TASK BRIEF ::
Using the records below, filter for lines that contain the string "migration" and copy them out.

DATA SHOWN ::
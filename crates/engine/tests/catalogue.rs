use sea_orm::Database;

use engine::{EngineError, Engine, NewAccount, NewProduct, ProductPatch, Role};
use migration::MigratorTrait;
use uuid::Uuid;

async fn engine_with_db() -> Engine {
    let db = Database::connect("sqlite::memory:").await.unwrap();
    migration::Migrator::up(&db, None).await.unwrap();
    Engine::builder().database(db).build().await.unwrap()
}

async fn account(engine: &Engine, email: &str, role: Role) -> Uuid {
    engine
        .register(NewAccount::new(email, "secret").role(role))
        .await
        .unwrap()
        .id
}

#[tokio::test]
async fn seller_creates_and_reads_product() {
    let engine = engine_with_db().await;
    let seller = account(&engine, "seller@example.com", Role::Seller).await;

    let product = engine
        .create_product(seller, NewProduct::new("  Cola ", 50))
        .await
        .unwrap();
    assert_eq!(product.product_name, "Cola");
    assert_eq!(product.cost, 50);
    assert_eq!(product.seller_id, seller);

    assert_eq!(engine.product(product.id).await.unwrap(), product);
}

#[tokio::test]
async fn buyers_cannot_create_products() {
    let engine = engine_with_db().await;
    let buyer = account(&engine, "buyer@example.com", Role::Buyer).await;

    assert!(matches!(
        engine.create_product(buyer, NewProduct::new("Cola", 50)).await,
        Err(EngineError::Unauthorized(_))
    ));
    assert!(engine.list_products().await.unwrap().is_empty());
}

#[tokio::test]
async fn create_product_validates_fields() {
    let engine = engine_with_db().await;
    let seller = account(&engine, "seller@example.com", Role::Seller).await;

    assert!(matches!(
        engine.create_product(seller, NewProduct::new("Cola", 0)).await,
        Err(EngineError::InvalidAmount(_))
    ));
    assert!(matches!(
        engine.create_product(seller, NewProduct::new("   ", 50)).await,
        Err(EngineError::InvalidInput(_))
    ));
}

#[tokio::test]
async fn listing_is_ordered_by_name_and_filterable_by_seller() {
    let engine = engine_with_db().await;
    let first = account(&engine, "first@example.com", Role::Seller).await;
    let second = account(&engine, "second@example.com", Role::Seller).await;

    engine
        .create_product(first, NewProduct::new("Water", 10))
        .await
        .unwrap();
    engine
        .create_product(second, NewProduct::new("Chips", 20))
        .await
        .unwrap();
    engine
        .create_product(first, NewProduct::new("Apple", 30))
        .await
        .unwrap();

    let names: Vec<_> = engine
        .list_products()
        .await
        .unwrap()
        .into_iter()
        .map(|p| p.product_name)
        .collect();
    assert_eq!(names, ["Apple", "Chips", "Water"]);

    let own = engine.products_by_seller(first).await.unwrap();
    assert_eq!(own.len(), 2);
    assert!(own.iter().all(|p| p.seller_id == first));
}

#[tokio::test]
async fn owner_updates_product_fields() {
    let engine = engine_with_db().await;
    let seller = account(&engine, "seller@example.com", Role::Seller).await;
    let product = engine
        .create_product(seller, NewProduct::new("Cola", 50))
        .await
        .unwrap();

    let patch = ProductPatch {
        product_name: Some("Cola Zero".to_string()),
        cost: Some(55),
    };
    let updated = engine
        .update_product(seller, product.id, patch)
        .await
        .unwrap();
    assert_eq!(updated.product_name, "Cola Zero");
    assert_eq!(updated.cost, 55);

    let cost_only = ProductPatch {
        cost: Some(60),
        ..Default::default()
    };
    engine
        .update_product(seller, product.id, cost_only)
        .await
        .unwrap();
    let stored = engine.product(product.id).await.unwrap();
    assert_eq!(stored.product_name, "Cola Zero");
    assert_eq!(stored.cost, 60);
}

#[tokio::test]
async fn empty_or_invalid_patch_is_rejected() {
    let engine = engine_with_db().await;
    let seller = account(&engine, "seller@example.com", Role::Seller).await;
    let product = engine
        .create_product(seller, NewProduct::new("Cola", 50))
        .await
        .unwrap();

    assert!(matches!(
        engine
            .update_product(seller, product.id, ProductPatch::default())
            .await,
        Err(EngineError::InvalidInput(_))
    ));
    let negative = ProductPatch {
        cost: Some(-1),
        ..Default::default()
    };
    assert!(matches!(
        engine.update_product(seller, product.id, negative).await,
        Err(EngineError::InvalidAmount(_))
    ));
    assert_eq!(engine.product(product.id).await.unwrap().cost, 50);
}

#[tokio::test]
async fn non_owner_cannot_touch_product() {
    let engine = engine_with_db().await;
    let owner = account(&engine, "owner@example.com", Role::Seller).await;
    let other = account(&engine, "other@example.com", Role::Seller).await;
    let product = engine
        .create_product(owner, NewProduct::new("Cola", 50))
        .await
        .unwrap();

    let patch = ProductPatch {
        cost: Some(1),
        ..Default::default()
    };
    assert_eq!(
        engine.update_product(other, product.id, patch).await,
        Err(EngineError::Forbidden(
            "user does not own this product".to_string()
        ))
    );
    assert!(matches!(
        engine.delete_product(other, product.id).await,
        Err(EngineError::Forbidden(_))
    ));

    assert_eq!(engine.product(product.id).await.unwrap(), product);
}

#[tokio::test]
async fn buyer_cannot_delete_product() {
    let engine = engine_with_db().await;
    let seller = account(&engine, "seller@example.com", Role::Seller).await;
    let buyer = account(&engine, "buyer@example.com", Role::Buyer).await;
    let product = engine
        .create_product(seller, NewProduct::new("Cola", 50))
        .await
        .unwrap();

    assert!(matches!(
        engine.delete_product(buyer, product.id).await,
        Err(EngineError::Unauthorized(_))
    ));
}

#[tokio::test]
async fn owner_deletes_product() {
    let engine = engine_with_db().await;
    let seller = account(&engine, "seller@example.com", Role::Seller).await;
    let product = engine
        .create_product(seller, NewProduct::new("Cola", 50))
        .await
        .unwrap();

    engine.delete_product(seller, product.id).await.unwrap();
    assert!(matches!(
        engine.product(product.id).await,
        Err(EngineError::KeyNotFound(_))
    ));
    assert!(matches!(
        engine.delete_product(seller, product.id).await,
        Err(EngineError::KeyNotFound(_))
    ));
}
//! # Movement Module
//!
//! Longitudinal integration and graph transitions for all agents, executed
//! once per tick after the controllers ran.
//!
//! The integration is deliberately simple kinematics: speed follows the
//! controller acceleration, progress follows speed, and a saturated segment
//! moves the agent to its `next` point while keeping the neighbor index
//! consistent. Agents that run off a dead end are reported for despawn.
mod movement;

pub use self::movement::*;
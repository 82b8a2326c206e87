use crate::agents::{AgentId, AgentsRegistry};
use crate::geom::Vec3;
use crate::log_detailed;
use crate::neighbors::NeighborIndex;
use crate::spline::graph::SplineGraph;
use crate::spline::point::PointId;
use crate::verbose::EVENT_MOVEMENT_DEAD_END;
use std::fmt;

#[derive(Debug, Clone)]
pub enum MovementError {
    PointNotFound { point_id: PointId, agent_id: AgentId },
}

impl fmt::Display for MovementError {
    fn fmt(&self, f: &mut fmt::Formatter<'_>) -> fmt::Result {
        match self {
            MovementError::PointNotFound { point_id, agent_id } => {
                write!(
                    f,
                    "movement(): Can't find point {} in the graph for agent with ID {}",
                    point_id, agent_id
                )
            }
        }
    }
}

impl std::error::Error for MovementError {}

/// Integrates all agents forward by `dt` seconds.
///
/// For each initialized agent: speed follows the controller acceleration
/// (clamped to `[0, max_speed]`), segment progress follows speed, and every
/// saturated segment moves the agent to its `next` point with matching
/// neighbor-index updates. The base world position, velocity and heading are
/// recomputed from the graph; the lane-change animator overlays its lateral
/// offset on top of this base.
///
/// # Returns
/// The ids of agents that ran off a dead end and must be despawned, or a
/// `MovementError` when an agent references a point outside the graph.
pub fn movement(
    graph: &SplineGraph,
    agents: &mut AgentsRegistry,
    index: &mut NeighborIndex,
    dt: f32,
) -> Result<Vec<AgentId>, MovementError> {
    let mut dead_ends = Vec::new();

    for (agent_id, agent) in agents.iter_mut() {
        if !agent.initialized {
            continue;
        }

        agent.current_speed =
            (agent.current_speed + agent.acceleration * dt).clamp(0.0, agent.max_speed);
        agent.vec_progress += agent.current_speed * dt;

        // Saturated segments advance the agent point by point.
        let mut reached_dead_end = false;
        while agent.vec_progress >= agent.vec_length && agent.vec_length > 0.0 {
            let point = graph
                .get_point(agent.current_point)
                .ok_or(MovementError::PointNotFound {
                    point_id: agent.current_point,
                    agent_id: *agent_id,
                })?;
            let Some(next_id) = point.next_id else {
                reached_dead_end = true;
                break;
            };
            let next = graph.get_point(next_id).ok_or(MovementError::PointNotFound {
                point_id: next_id,
                agent_id: *agent_id,
            })?;
            agent.vec_progress -= agent.vec_length;
            index.leave(agent.current_point, *agent_id);
            agent.current_point = next_id;
            agent.vec_length = next.length;
            index.enter(next_id, *agent_id, agent.current_speed);
            if next.length <= 0.0 {
                // Terminal point of a lane; no segment left to travel.
                if next.next_id.is_none() {
                    reached_dead_end = true;
                }
                break;
            }
        }
        if reached_dead_end {
            log_detailed!(
                EVENT_MOVEMENT_DEAD_END,
                "Agent ran off a dead end",
                agent_id = *agent_id,
                point = agent.current_point
            );
            dead_ends.push(*agent_id);
            continue;
        }

        // Recompute the base pose from the graph.
        let point = graph
            .get_point(agent.current_point)
            .ok_or(MovementError::PointNotFound {
                point_id: agent.current_point,
                agent_id: *agent_id,
            })?;
        match point.next_id.and_then(|next_id| graph.get_point(next_id)) {
            Some(next) => {
                let segment = next.position - point.position;
                let fraction = if agent.vec_length > 0.0 {
                    (agent.vec_progress / agent.vec_length).clamp(0.0, 1.0)
                } else {
                    0.0
                };
                agent.position = point.position + segment * fraction;
                if let Some(direction) = segment.normalized_xz() {
                    agent.velocity = direction * agent.current_speed;
                    agent.heading_yaw = direction.x.atan2(direction.z);
                } else {
                    agent.velocity = Vec3::zero();
                }
            }
            None => {
                agent.position = point.position;
                agent.velocity = Vec3::zero();
            }
        }
    }

    Ok(dead_ends)
}

#[cfg(test)]
mod tests {
    use super::*;
    use crate::agents::AiAgent;
    use crate::utils::test_graphs::straight_road;

    fn spawn(agents: &mut AgentsRegistry, index: &mut NeighborIndex, id: AgentId, speed: f32) {
        let agent = AiAgent::new(id)
            .with_point(0)
            .with_speed(speed)
            .with_target_speed(30.0)
            .with_progress(0.0, 10.0)
            .initialized()
            .build();
        index.enter(0, id, speed);
        agents.insert_agent(agent);
    }

    #[test]
    fn test_integration_advances_speed_and_progress() {
        let graph = straight_road(10, 10.0);
        let mut agents = AgentsRegistry::new();
        let mut index = NeighborIndex::new();
        spawn(&mut agents, &mut index, 1, 10.0);
        agents.get_mut(&1).unwrap().acceleration = 2.0;

        movement(&graph, &mut agents, &mut index, 0.5).unwrap();
        let agent = agents.get(&1).unwrap();
        assert!((agent.current_speed - 11.0).abs() < 1e-5);
        assert!((agent.vec_progress - 5.5).abs() < 1e-5);
        assert_eq!(agent.current_point, 0);
    }

    #[test]
    fn test_point_transition_updates_index() {
        let graph = straight_road(10, 10.0);
        let mut agents = AgentsRegistry::new();
        let mut index = NeighborIndex::new();
        spawn(&mut agents, &mut index, 1, 20.0);

        // 20 m in one second crosses two 10 m segments.
        movement(&graph, &mut agents, &mut index, 1.0).unwrap();
        let agent = agents.get(&1).unwrap();
        assert_eq!(agent.current_point, 2);
        assert_eq!(index.point_of(1), Some(2));
        assert!(agent.vec_progress < 10.0);
    }

    #[test]
    fn test_speed_never_negative() {
        let graph = straight_road(10, 10.0);
        let mut agents = AgentsRegistry::new();
        let mut index = NeighborIndex::new();
        spawn(&mut agents, &mut index, 1, 1.0);
        agents.get_mut(&1).unwrap().acceleration = -6.0;

        movement(&graph, &mut agents, &mut index, 1.0).unwrap();
        assert_eq!(agents.get(&1).unwrap().current_speed, 0.0);
    }

    #[test]
    fn test_dead_end_reported() {
        let graph = straight_road(3, 10.0);
        let mut agents = AgentsRegistry::new();
        let mut index = NeighborIndex::new();
        spawn(&mut agents, &mut index, 1, 25.0);

        // 50 m of travel on a 20 m road.
        let removed = movement(&graph, &mut agents, &mut index, 2.0).unwrap();
        assert_eq!(removed, vec![1]);
    }

    #[test]
    fn test_base_pose_follows_segment() {
        let graph = straight_road(10, 10.0);
        let mut agents = AgentsRegistry::new();
        let mut index = NeighborIndex::new();
        spawn(&mut agents, &mut index, 1, 10.0);

        movement(&graph, &mut agents, &mut index, 0.5).unwrap();
        let agent = agents.get(&1).unwrap();
        // Road runs along +Z; 5 m progress puts the agent at z = 5.
        assert!((agent.position.z - 5.0).abs() < 1e-4);
        assert!((agent.velocity.z - agent.current_speed).abs() < 1e-4);
        assert!(agent.heading_yaw.abs() < 1e-4);
    }

    #[test]
    fn test_uninitialized_agents_are_skipped() {
        let graph = straight_road(10, 10.0);
        let mut agents = AgentsRegistry::new();
        let mut index = NeighborIndex::new();
        agents.insert_agent(AiAgent::new(1).with_point(0).with_speed(10.0).build());

        movement(&graph, &mut agents, &mut index, 1.0).unwrap();
        assert_eq!(agents.get(&1).unwrap().vec_progress, 0.0);
    }
}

RESULT ::
use migration::MigratorTrait;
    migration::Migrator::up(&db, None).await.unwrap();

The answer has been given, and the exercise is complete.